Почти весь 1942 год оказался для нас очень тяжелым, особенно октябрь. Советские войска несли немалые потери и вынуждены были отходить на юге. Но уверенность в нашей победе росла день ото дня. Для этого были веские основания. С каждым боем наши войска со своими военачальниками совершенствовали воинское мастерство, а крепнувшая промышленность давала фронту все больше новой техники.

«Стоять насмерть! Ни шагу назад!» – слова этого призыва, которому были верны защитники Родины, красноречиво рисуют обстановку 1942 года. Оборонительные бои в том году были на редкость ожесточенными, и врагу не всегда удавалось осуществлять свои намерения. Так было, например, при наступлении гитлеровцев на Новороссийск и Туапсе, в обороне которых участвовали и моряки.
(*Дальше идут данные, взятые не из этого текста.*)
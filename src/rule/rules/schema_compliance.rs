//! Swagger 2.0 schema compliance.
//!
//! Checks that a Swagger 2.0 document conforms to the Swagger meta-schema,
//! emitting one violation per schema-validation message. The wrapped
//! validator is built once at rule construction; see
//! [`crate::schema::loader`] for the override/fallback policy.

use crate::document::DocumentKind;
use crate::rule::check::{CheckDescriptor, CheckInputs, CheckOutcome};
use crate::rule::rule::Rule;
use crate::rule::severity::Severity;
use crate::rule::violation::Violation;
use crate::schema::{load_validator, JsonSchemaValidator, SchemaRuleConfig};
use std::sync::Arc;

/// Rule 101: the document must be valid against the Swagger 2.0 schema.
pub struct SchemaComplianceRule {
    checks: Vec<CheckDescriptor>,
}

impl SchemaComplianceRule {
    /// Rule id within the default rule set.
    pub const ID: &'static str = "101";
    /// Rule title.
    pub const TITLE: &'static str = "OpenAPI 2.0 schema";

    /// Construct the rule, loading its schema validator once.
    pub fn new(config: &SchemaRuleConfig) -> Self {
        let validator = Arc::new(load_validator(config));
        Self {
            checks: vec![CheckDescriptor::new(
                "validate",
                Severity::Must,
                CheckInputs::document(&[DocumentKind::Swagger2]).with_tree(),
                move |ctx| Self::validate(&validator, ctx),
            )],
        }
    }

    fn validate(
        validator: &JsonSchemaValidator,
        ctx: &crate::rule::check::CheckContext<'_>,
    ) -> CheckOutcome {
        let Some(tree) = ctx.tree() else {
            return CheckOutcome::Empty;
        };
        let violations: Vec<Violation> = validator
            .validate(tree)
            .messages
            .into_iter()
            .map(|message| Violation::new(message.message, message.pointer))
            .collect();
        violations.into()
    }
}

impl Rule for SchemaComplianceRule {
    fn checks(&self) -> &[CheckDescriptor] {
        &self.checks
    }
}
Наступление немцев, начавшееся в мае 1942 года на самом южном фланге советско-германского фронта, не могло не сказаться на действиях Черноморского флота, занятого обороной Севастополя, а позднее – Новороссийска, Туапсе и других приморских городов.

Весь советский народ, наши армия и флот вели тогда тяжелую борьбу с врагом один на один. Союзники не спешили с открытием второго фронта. Помню, как в августе 1942 года, в самый разгар боев на подступах к Сталинграду и Северному Кавказу, в Москву прилетел для переговоров У. Черчилль. Вполне естественно, что самой жгучей темой был второй фронт. Обстановка требовала от союзников самых решительных действий, если они всерьез намеревались активно участвовать в разгроме фашизма. Я не был посвящен в детали переговоров И.В. Сталина и У. Черчилля. Только однажды мне довелось присутствовать на обеде в честь премьера Великобритании. Однако я знал, что Черчилль приехал не для того, чтобы уточнить план открытия второго фронта в Европе: он старался лишь мотивировать невозможность его открытия. Но во время этих переговоров Черчилль сообщил Сталину о подготовке к высадке англо-американских войск в Африке.

В сентябре того же года в Москву прибыл личный представитель Ф. Рузвельта Уэнделл Уилки. Он был настроен в пользу скорейшего открытия второго фронта, считал необходимым «подтолкнуть военных» и произвел тогда в Москве весьма благоприятное впечатление.